Avoiding Binging and Progress Loss in Exam Season

The semester comes to an end. Late nights at the library, extra servings of coffee, barely enough time for the gym, and next to zero time for meal prep. You don’t want to throw your results out of the window. I certainly don’t during my painful exam seasons in school.

As a matter of fact, in April 2015 I competed in the physique category during my exam season. My peak week (the week that is most critical in deciding how you look on stage) was the week right before my exams started. I placed fourth in my show, qualifying me for the provincial stage (I am in Ontario, Canada). Right after my show I got approached by an athlete recruiter from a famous supplement company that asked me if I was interested in doing a video commercial for a product. So, although I had a cheat meal after the competition I needed to stay on track during my exams in order to be ready for a video shoot the following week. Believe me, I know how hard it is to maintain sanity and keep your hard-earned results. But if you approach it with a proactive mind it really isn’t that difficult.

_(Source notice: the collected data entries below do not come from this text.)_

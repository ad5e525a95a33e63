//! Command-line front end for goaltrack.
//!
//! # Responsibility
//! - Parse goal, streak and milestone commands.
//! - Load `goaltrack.toml`, start logging, open the database, then call
//!   the core services.
//!
//! Streak commands use the configured day-boundary zone for "today".

use chrono::Utc;
use clap::{Parser, Subcommand};
use goaltrack_core::config::{default_config_path, CoreConfig};
use goaltrack_core::db::open_db;
use goaltrack_core::logging::init_logging_from_config;
use goaltrack_core::{
    Goal, GoalListQuery, GoalService, GoalType, MilestoneService, NewGoal, SqliteGoalRepository,
    SqliteMilestoneRepository,
};
use log::info;
use rusqlite::Connection;
use std::error::Error;
use std::path::PathBuf;
use uuid::Uuid;

#[derive(Debug, Parser)]
#[command(
    name = "goaltrack",
    version = env!("CARGO_PKG_VERSION"),
    about = "Track goals, habit streaks and milestones"
)]
struct Cli {
    /// Override database path
    #[arg(global = true, long = "db")]
    db: Option<PathBuf>,

    /// Config file path (default: <data dir>/goaltrack/goaltrack.toml)
    #[arg(global = true, long = "config")]
    config: Option<PathBuf>,

    /// User scope for all goal data
    #[arg(global = true, long = "user", default_value = "local")]
    user: String,

    #[command(subcommand)]
    command: Command,
}

#[derive(Debug, Subcommand)]
enum Command {
    /// Create a goal
    Add {
        title: String,
        /// `habit` or `one-time`
        #[arg(long, default_value = "habit", value_parser = parse_kind)]
        kind: GoalType,
        #[arg(long, default_value = "")]
        icon: String,
    },
    /// List goals, newest first
    List {
        /// Include completed goals
        #[arg(long)]
        all: bool,
    },
    /// Mark a habit done for today
    Done { id: Uuid },
    /// Undo today's completion
    Undo { id: Uuid },
    /// Show streak history, newest first
    History {
        id: Uuid,
        #[arg(long)]
        limit: Option<u32>,
    },
    /// Mark a goal completed
    Complete { id: Uuid },
    /// Delete a goal with its milestones and history
    Delete { id: Uuid },
    /// Manage milestones
    #[command(subcommand)]
    Milestone(MilestoneCommand),
}

#[derive(Debug, Subcommand)]
enum MilestoneCommand {
    /// Append a milestone to a goal
    Add { goal: Uuid, text: String },
    /// Flip a milestone's completion flag
    Toggle { goal: Uuid, milestone: Uuid },
}

fn parse_kind(value: &str) -> Result<GoalType, String> {
    GoalType::parse(value).ok_or_else(|| format!("unknown goal kind `{value}`"))
}

fn main() {
    let cli = Cli::parse();
    if let Err(err) = run(cli) {
        eprintln!("Error: {err}");
        std::process::exit(1);
    }
}

fn run(cli: Cli) -> Result<(), Box<dyn Error>> {
    let config_path = cli.config.clone().unwrap_or_else(default_config_path);
    let mut config = CoreConfig::load_with_env(&config_path)?;
    if let Some(db) = &cli.db {
        config.storage.db_path = Some(db.clone());
    }

    if let Err(err) = init_logging_from_config(&config.logging, &config.resolved_log_dir()) {
        eprintln!("Warning: logging disabled: {err}");
    }

    let db_path = config.resolved_db_path();
    let conn = open_db(&db_path)?;
    info!(
        "event=cli_start module=cli status=start command={}",
        command_name(&cli.command)
    );
    execute(&conn, &config, &cli.user, cli.command)
}

fn execute(
    conn: &Connection,
    config: &CoreConfig,
    user: &str,
    command: Command,
) -> Result<(), Box<dyn Error>> {
    let goals = GoalService::new(SqliteGoalRepository::try_new(conn)?);
    match command {
        Command::Add { title, kind, icon } => {
            let mut request = NewGoal::new(title, kind);
            request.icon = icon;
            let goal = goals.create_goal(user, request, Utc::now())?;
            println!("Created {} ({})", goal.id, goal.kind.as_str());
        }
        Command::List { all } => {
            let query = GoalListQuery {
                completed: if all { None } else { Some(false) },
                ..GoalListQuery::for_user(user)
            };
            let listed = goals.list_goals(&query)?;
            if listed.is_empty() {
                println!("No goals.");
            }
            for goal in &listed {
                println!("{}", format_goal_line(goal));
            }
        }
        Command::Done { id } => record_today(&goals, config, user, id, true)?,
        Command::Undo { id } => record_today(&goals, config, user, id, false)?,
        Command::History { id, limit } => {
            let limit = limit.or(Some(config.streak.history_limit));
            let zone = config.day_zone_now(Utc::now())?.timezone();
            for entry in goals.streak_history(user, id, limit)? {
                let mark = if entry.completed { "done" } else { "missed" };
                let local = entry.date.with_timezone(&zone);
                println!("{}  {mark}", local.format("%Y-%m-%d %H:%M"));
            }
        }
        Command::Complete { id } => {
            let goal = goals.complete_goal(user, id, Utc::now())?;
            println!("Completed {}", goal.id);
        }
        Command::Delete { id } => {
            goals.delete_goal(user, id)?;
            println!("Deleted {id}");
        }
        Command::Milestone(command) => {
            let milestones = MilestoneService::new(SqliteMilestoneRepository::try_new(conn)?);
            match command {
                MilestoneCommand::Add { goal, text } => {
                    let milestone = milestones.add_milestone(user, goal, &text, Utc::now())?;
                    println!("Added milestone {}", milestone.id);
                }
                MilestoneCommand::Toggle { goal, milestone } => {
                    let milestone =
                        milestones.toggle_milestone(user, goal, milestone, Utc::now())?;
                    let state = if milestone.completed { "done" } else { "open" };
                    println!("Milestone {} is {state}", milestone.id);
                }
            }
        }
    }
    Ok(())
}

fn record_today(
    goals: &GoalService<SqliteGoalRepository<'_>>,
    config: &CoreConfig,
    user: &str,
    id: Uuid,
    completed: bool,
) -> Result<(), Box<dyn Error>> {
    let now = config.day_zone_now(Utc::now())?;
    let update = goals.update_streak(user, id, completed, &now)?;
    let record = update.record;
    if !update.counters_changed() {
        println!("Streak unchanged: {} (best {})", record.current, record.best);
    } else if update.best_improved() {
        println!("New best streak: {}", record.best);
    } else {
        println!("Streak: {} (best {})", record.current, record.best);
    }
    Ok(())
}

fn format_goal_line(goal: &Goal) -> String {
    let status = if goal.completed { "x" } else { " " };
    format!(
        "[{status}] {}  {:<9} streak {}/{}  {:>3.0}%  {}",
        goal.id,
        goal.kind.as_str(),
        goal.streak.current,
        goal.streak.best,
        goal.progress * 100.0,
        goal.title
    )
}

fn command_name(command: &Command) -> &'static str {
    match command {
        Command::Add { .. } => "add",
        Command::List { .. } => "list",
        Command::Done { .. } => "done",
        Command::Undo { .. } => "undo",
        Command::History { .. } => "history",
        Command::Complete { .. } => "complete",
        Command::Delete { .. } => "delete",
        Command::Milestone(MilestoneCommand::Add { .. }) => "milestone_add",
        Command::Milestone(MilestoneCommand::Toggle { .. }) => "milestone_toggle",
    }
}

#[cfg(test)]
mod tests {
    use super::{Cli, Command, MilestoneCommand};
    use clap::Parser;
    use goaltrack_core::GoalType;
    use std::path::PathBuf;

    #[test]
    fn add_parses_kind_and_defaults_user() {
        let cli = Cli::try_parse_from(["goaltrack", "add", "Read daily", "--kind", "one-time"])
            .unwrap();
        assert_eq!(cli.user, "local");
        match cli.command {
            Command::Add { title, kind, icon } => {
                assert_eq!(title, "Read daily");
                assert_eq!(kind, GoalType::OneTime);
                assert!(icon.is_empty());
            }
            other => panic!("unexpected command: {other:?}"),
        }
    }

    #[test]
    fn unknown_kind_is_rejected() {
        assert!(Cli::try_parse_from(["goaltrack", "add", "x", "--kind", "weekly"]).is_err());
    }

    #[test]
    fn global_flags_work_after_subcommand() {
        let id = "6f1c1d2e-3b4a-4c5d-8e9f-0a1b2c3d4e5f";
        let cli = Cli::try_parse_from([
            "goaltrack",
            "history",
            id,
            "--limit",
            "7",
            "--db",
            "/tmp/g.sqlite3",
            "--user",
            "alice",
        ])
        .unwrap();
        assert_eq!(cli.db, Some(PathBuf::from("/tmp/g.sqlite3")));
        assert_eq!(cli.user, "alice");
        match cli.command {
            Command::History { id: parsed, limit } => {
                assert_eq!(parsed.to_string(), id);
                assert_eq!(limit, Some(7));
            }
            other => panic!("unexpected command: {other:?}"),
        }
    }

    #[test]
    fn milestone_toggle_requires_two_ids() {
        let goal = "6f1c1d2e-3b4a-4c5d-8e9f-0a1b2c3d4e5f";
        let milestone = "0d9a2b47-8f0e-4f63-9c59-2f7a4b1e6c3d";
        let cli =
            Cli::try_parse_from(["goaltrack", "milestone", "toggle", goal, milestone]).unwrap();
        assert!(matches!(
            cli.command,
            Command::Milestone(MilestoneCommand::Toggle { .. })
        ));
        assert!(Cli::try_parse_from(["goaltrack", "milestone", "toggle", goal]).is_err());
    }

    #[test]
    fn malformed_goal_id_is_rejected() {
        assert!(Cli::try_parse_from(["goaltrack", "done", "not-a-uuid"]).is_err());
    }
}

Keep in mind that these tips are not the most cost effective ways to keep a diet. They are a crisis aversion strategy for exam season. You will spend more money than usual on your grocery list, but you will certainly spend less than eating out in fast food restaurants throughout exams and you won’t lose your hard work in the process. So without further delay, I present to you my 6 top tips for keeping your diet on point during exams. Let’s do this!

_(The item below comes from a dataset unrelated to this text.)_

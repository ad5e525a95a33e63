//! UI-facing state containers.

pub mod goal_store;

Preparation is everything!

Face it, once exams start you are either locked in your room studying or stranded in the library.

Calculate the amount of meals you will need per day and the amount of days this chaotic period will last for. This should give you a good idea of what you will need in your cupboards.

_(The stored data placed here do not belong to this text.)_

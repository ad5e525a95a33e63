//! Milestone repository contracts and SQLite implementation.
//!
//! # Responsibility
//! - Persist goal milestones and their activity logs.
//! - Scope every mutation to a goal owned by the calling user.
//!
//! # Invariants
//! - Milestones and updates are listed in insertion order (`position ASC`).
//! - Deleting a milestone deletes its activity log.

use crate::model::goal::GoalId;
use crate::model::milestone::{Milestone, MilestoneId, MilestoneUpdate, MilestoneUpdateId};
use crate::repo::goal_repo::{goal_exists, touch_goal, RepoError, RepoResult};
use crate::repo::support::{
    bool_to_int, ensure_connection_ready, format_timestamp, int_to_bool, parse_timestamp,
    parse_uuid,
};
use chrono::{DateTime, Utc};
use rusqlite::{params, Connection, Transaction, TransactionBehavior};

/// Repository interface for milestone operations.
///
/// Every mutation refreshes the owning goal's `last_updated` to `at` in the
/// same transaction as the milestone write.
pub trait MilestoneRepository {
    /// Returns whether `goal_id` exists for `user_id`.
    fn goal_exists(&self, user_id: &str, goal_id: GoalId) -> RepoResult<bool>;
    /// Appends a milestone (and any updates it already carries).
    fn add_milestone(
        &self,
        user_id: &str,
        goal_id: GoalId,
        milestone: &Milestone,
        at: DateTime<Utc>,
    ) -> RepoResult<()>;
    fn get_milestone(
        &self,
        goal_id: GoalId,
        milestone_id: MilestoneId,
    ) -> RepoResult<Option<Milestone>>;
    fn set_milestone_completed(
        &self,
        user_id: &str,
        goal_id: GoalId,
        milestone_id: MilestoneId,
        completed: bool,
        at: DateTime<Utc>,
    ) -> RepoResult<()>;
    fn rename_milestone(
        &self,
        user_id: &str,
        goal_id: GoalId,
        milestone_id: MilestoneId,
        text: &str,
        at: DateTime<Utc>,
    ) -> RepoResult<()>;
    fn delete_milestone(
        &self,
        user_id: &str,
        goal_id: GoalId,
        milestone_id: MilestoneId,
        at: DateTime<Utc>,
    ) -> RepoResult<()>;
    fn add_milestone_update(
        &self,
        user_id: &str,
        goal_id: GoalId,
        milestone_id: MilestoneId,
        update: &MilestoneUpdate,
    ) -> RepoResult<()>;
    fn delete_milestone_update(
        &self,
        user_id: &str,
        goal_id: GoalId,
        milestone_id: MilestoneId,
        update_id: MilestoneUpdateId,
        at: DateTime<Utc>,
    ) -> RepoResult<()>;
    fn list_milestones(&self, goal_id: GoalId) -> RepoResult<Vec<Milestone>>;
}

/// SQLite-backed milestone repository.
pub struct SqliteMilestoneRepository<'conn> {
    conn: &'conn Connection,
}

impl<'conn> SqliteMilestoneRepository<'conn> {
    /// Creates repository from migrated connection.
    pub fn try_new(conn: &'conn Connection) -> RepoResult<Self> {
        ensure_connection_ready(conn, &["goals", "milestones", "milestone_updates"])?;
        Ok(Self { conn })
    }

    /// Runs `write`, then touches the goal; both commit or neither does.
    fn write_and_touch<T>(
        &self,
        user_id: &str,
        goal_id: GoalId,
        at: DateTime<Utc>,
        write: impl FnOnce(&Connection) -> RepoResult<T>,
    ) -> RepoResult<T> {
        let tx = Transaction::new_unchecked(self.conn, TransactionBehavior::Immediate)?;
        let value = write(&tx)?;
        touch_goal(&tx, user_id, goal_id, at)?;
        tx.commit()?;
        Ok(value)
    }
}

impl MilestoneRepository for SqliteMilestoneRepository<'_> {
    fn goal_exists(&self, user_id: &str, goal_id: GoalId) -> RepoResult<bool> {
        goal_exists(self.conn, user_id, goal_id)
    }

    fn add_milestone(
        &self,
        user_id: &str,
        goal_id: GoalId,
        milestone: &Milestone,
        at: DateTime<Utc>,
    ) -> RepoResult<()> {
        milestone.validate()?;

        self.write_and_touch(user_id, goal_id, at, |conn| {
            let position: i64 = conn.query_row(
                "SELECT COALESCE(MAX(position) + 1, 0) FROM milestones WHERE goal_id = ?1;",
                [goal_id.to_string()],
                |row| row.get(0),
            )?;
            insert_milestone(conn, goal_id, milestone, position)
        })
    }

    fn get_milestone(
        &self,
        goal_id: GoalId,
        milestone_id: MilestoneId,
    ) -> RepoResult<Option<Milestone>> {
        let milestones = load_milestones(self.conn, goal_id)?;
        Ok(milestones
            .into_iter()
            .find(|milestone| milestone.id == milestone_id))
    }

    fn set_milestone_completed(
        &self,
        user_id: &str,
        goal_id: GoalId,
        milestone_id: MilestoneId,
        completed: bool,
        at: DateTime<Utc>,
    ) -> RepoResult<()> {
        self.write_and_touch(user_id, goal_id, at, |conn| {
            let changed = conn.execute(
                "UPDATE milestones SET completed = ?1 WHERE id = ?2 AND goal_id = ?3;",
                params![
                    bool_to_int(completed),
                    milestone_id.to_string(),
                    goal_id.to_string()
                ],
            )?;
            ensure_changed(changed, "milestone", milestone_id)
        })
    }

    fn rename_milestone(
        &self,
        user_id: &str,
        goal_id: GoalId,
        milestone_id: MilestoneId,
        text: &str,
        at: DateTime<Utc>,
    ) -> RepoResult<()> {
        self.write_and_touch(user_id, goal_id, at, |conn| {
            let changed = conn.execute(
                "UPDATE milestones SET text = ?1 WHERE id = ?2 AND goal_id = ?3;",
                params![text, milestone_id.to_string(), goal_id.to_string()],
            )?;
            ensure_changed(changed, "milestone", milestone_id)
        })
    }

    fn delete_milestone(
        &self,
        user_id: &str,
        goal_id: GoalId,
        milestone_id: MilestoneId,
        at: DateTime<Utc>,
    ) -> RepoResult<()> {
        self.write_and_touch(user_id, goal_id, at, |conn| {
            let changed = conn.execute(
                "DELETE FROM milestones WHERE id = ?1 AND goal_id = ?2;",
                params![milestone_id.to_string(), goal_id.to_string()],
            )?;
            ensure_changed(changed, "milestone", milestone_id)
        })
    }

    fn add_milestone_update(
        &self,
        user_id: &str,
        goal_id: GoalId,
        milestone_id: MilestoneId,
        update: &MilestoneUpdate,
    ) -> RepoResult<()> {
        self.write_and_touch(user_id, goal_id, update.timestamp, |conn| {
            if !milestone_exists(conn, goal_id, milestone_id)? {
                return Err(RepoError::NotFound {
                    entity: "milestone",
                    id: milestone_id,
                });
            }
            let position: i64 = conn.query_row(
                "SELECT COALESCE(MAX(position) + 1, 0)
                 FROM milestone_updates
                 WHERE milestone_id = ?1;",
                [milestone_id.to_string()],
                |row| row.get(0),
            )?;
            insert_update(conn, milestone_id, update, position)
        })
    }

    fn delete_milestone_update(
        &self,
        user_id: &str,
        goal_id: GoalId,
        milestone_id: MilestoneId,
        update_id: MilestoneUpdateId,
        at: DateTime<Utc>,
    ) -> RepoResult<()> {
        self.write_and_touch(user_id, goal_id, at, |conn| {
            let changed = conn.execute(
                "DELETE FROM milestone_updates
                 WHERE id = ?1
                   AND milestone_id = ?2
                   AND EXISTS (
                       SELECT 1 FROM milestones WHERE id = ?2 AND goal_id = ?3
                   );",
                params![
                    update_id.to_string(),
                    milestone_id.to_string(),
                    goal_id.to_string()
                ],
            )?;
            ensure_changed(changed, "milestone update", update_id)
        })
    }

    fn list_milestones(&self, goal_id: GoalId) -> RepoResult<Vec<Milestone>> {
        load_milestones(self.conn, goal_id)
    }
}

pub(crate) fn insert_milestone(
    conn: &Connection,
    goal_id: GoalId,
    milestone: &Milestone,
    position: i64,
) -> RepoResult<()> {
    conn.execute(
        "INSERT INTO milestones (id, goal_id, text, completed, position)
         VALUES (?1, ?2, ?3, ?4, ?5);",
        params![
            milestone.id.to_string(),
            goal_id.to_string(),
            milestone.text.as_str(),
            bool_to_int(milestone.completed),
            position,
        ],
    )?;
    for (update_position, update) in milestone.updates.iter().enumerate() {
        insert_update(conn, milestone.id, update, update_position as i64)?;
    }
    Ok(())
}

pub(crate) fn load_milestones(conn: &Connection, goal_id: GoalId) -> RepoResult<Vec<Milestone>> {
    let mut stmt = conn.prepare(
        "SELECT id, text, completed
         FROM milestones
         WHERE goal_id = ?1
         ORDER BY position ASC, id ASC;",
    )?;
    let mut rows = stmt.query([goal_id.to_string()])?;
    let mut milestones = Vec::new();
    while let Some(row) = rows.next()? {
        let id_text: String = row.get("id")?;
        milestones.push(Milestone {
            id: parse_uuid(&id_text, "milestones.id")?,
            text: row.get("text")?,
            completed: int_to_bool(row.get("completed")?, "milestones.completed")?,
            updates: load_updates(conn, &id_text)?,
        });
    }
    Ok(milestones)
}

fn load_updates(conn: &Connection, milestone_id: &str) -> RepoResult<Vec<MilestoneUpdate>> {
    let mut stmt = conn.prepare(
        "SELECT id, text, timestamp
         FROM milestone_updates
         WHERE milestone_id = ?1
         ORDER BY position ASC, id ASC;",
    )?;
    let mut rows = stmt.query([milestone_id])?;
    let mut updates = Vec::new();
    while let Some(row) = rows.next()? {
        let id_text: String = row.get("id")?;
        let timestamp: String = row.get("timestamp")?;
        updates.push(MilestoneUpdate {
            id: parse_uuid(&id_text, "milestone_updates.id")?,
            text: row.get("text")?,
            timestamp: parse_timestamp(&timestamp, "milestone_updates.timestamp")?,
        });
    }
    Ok(updates)
}

fn insert_update(
    conn: &Connection,
    milestone_id: MilestoneId,
    update: &MilestoneUpdate,
    position: i64,
) -> RepoResult<()> {
    conn.execute(
        "INSERT INTO milestone_updates (id, milestone_id, text, timestamp, position)
         VALUES (?1, ?2, ?3, ?4, ?5);",
        params![
            update.id.to_string(),
            milestone_id.to_string(),
            update.text.as_str(),
            format_timestamp(update.timestamp),
            position,
        ],
    )?;
    Ok(())
}

fn milestone_exists(
    conn: &Connection,
    goal_id: GoalId,
    milestone_id: MilestoneId,
) -> RepoResult<bool> {
    let exists: i64 = conn.query_row(
        "SELECT EXISTS(
            SELECT 1 FROM milestones WHERE id = ?1 AND goal_id = ?2
        );",
        params![milestone_id.to_string(), goal_id.to_string()],
        |row| row.get(0),
    )?;
    Ok(exists == 1)
}

fn ensure_changed(changed: usize, entity: &'static str, id: uuid::Uuid) -> RepoResult<()> {
    if changed == 0 {
        return Err(RepoError::NotFound { entity, id });
    }
    Ok(())
}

Go to the grocery store before the storm!

If you have ever lived in a university town, you know that around exam season all the snack cabinets and ready-made food supplies drain quickly. Don’t be that person scrambling for the remains of that macaroni and cheese box.

Get your carbs!

Purchase yourself the number of packets of ready-made rice you require in Step #1. Long grain rice is the lowest rice on the glycemic index. You can usually find rice blends with quinoa and lentils for added protein.

Get yourself some ready-made protein sources!

Canned Tuna, shrimp and chicken are all viable options. Some grocery stores also carry frozen packets of cut up, cooked chicken that you can stick in the microwave for a couple of minutes and serve.

Stock up on your supplements!

In a time when you have a lack of sleep and do not have a huge amount of access to the best food you will have gaps in your macro and micronutrients. The last thing you need is to lose muscle because you did not have enough protein, or get a flu because your immune system crashed.

Don’t save money on this part! Stock up on:

  • Egg Protein and Whey Protein (concentrate digests a little slower; meaning it keeps you full a little longer)

  • Multivitamins (lack of vitamins lead to all sorts of problems such as low energy levels and immune system weakness)

  • Greens and Digestive Enzymes (feeds your body with antioxidants and minerals. Digestive enzymes will maximize the digestion and nutrient absorption of the foods you are eating)

Snacks are lifesavers sometimes!

Snack smart, people! There are healthy snacks out there. Get some protein filled Jerky, protein bars, rice cakes (flavoured), protein cereal, or sweet potato chips. Try to find products that have a good balance between carbs, fats and proteins. This is the stuff you reach for when you are in a midnight study crisis or spending a full day on campus, so make it as balanced as possible.

Best of luck to all the students out there getting ready and hitting the books hard – may the gains stay with you!